Task to carry out: The entries below should be copied exactly and completely.

(Beginning of Supplied material)

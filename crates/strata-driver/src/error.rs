use thiserror::Error;

/// Errors from storage driver operations.
#[derive(Debug, Error)]
pub enum DriverError {
    /// Nothing is stored at the path. Callers translate this into their own
    /// domain errors.
    #[error("path not found: {path}")]
    PathNotFound { path: String },

    /// The path is not a well-formed driver path.
    #[error("invalid path {path:?}: {reason}")]
    InvalidPath { path: String, reason: String },

    /// A stream was requested past the end of the stored content.
    #[error("invalid offset {offset} for {path}")]
    InvalidOffset { path: String, offset: u64 },

    /// I/O error from the underlying backend.
    #[error("I/O error: {0}")]
    Io(#[from] std::io::Error),
}

impl DriverError {
    pub fn is_not_found(&self) -> bool {
        matches!(self, Self::PathNotFound { .. })
    }

    pub(crate) fn not_found(path: &str) -> Self {
        Self::PathNotFound {
            path: path.to_string(),
        }
    }
}

/// Result alias for driver operations.
pub type DriverResult<T> = Result<T, DriverError>;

(End of Supplied material)

Exercise solution:
filename crates/strata-driver/src/error.rs
use thiserror::Error;

/// Errors from storage driver operations.
#[derive(Debug, Error)]
pub enum DriverError {
    /// Nothing is stored at the path. Callers translate this into their own
    /// domain errors.
    #[error("path not found: {path}")]
    PathNotFound { path: String },

    /// The path is not a well-formed driver path.
    #[error("invalid path {path:?}: {reason}")]
    InvalidPath { path: String, reason: String },

    /// A stream was requested past the end of the stored content.
    #[error("invalid offset {offset} for {path}")]
    InvalidOffset { path: String, offset: u64 },

    /// I/O error from the underlying backend.
    #[error("I/O error: {0}")]
    Io(#[from] std::io::Error),
}

impl DriverError {
    pub fn is_not_found(&self) -> bool {
        matches!(self, Self::PathNotFound { .. })
    }

    pub(crate) fn not_found(path: &str) -> Self {
        Self::PathNotFound {
            path: path.to_string(),
        }
    }
}

/// Result alias for driver operations.
pub type DriverResult<T> = Result<T, DriverError>;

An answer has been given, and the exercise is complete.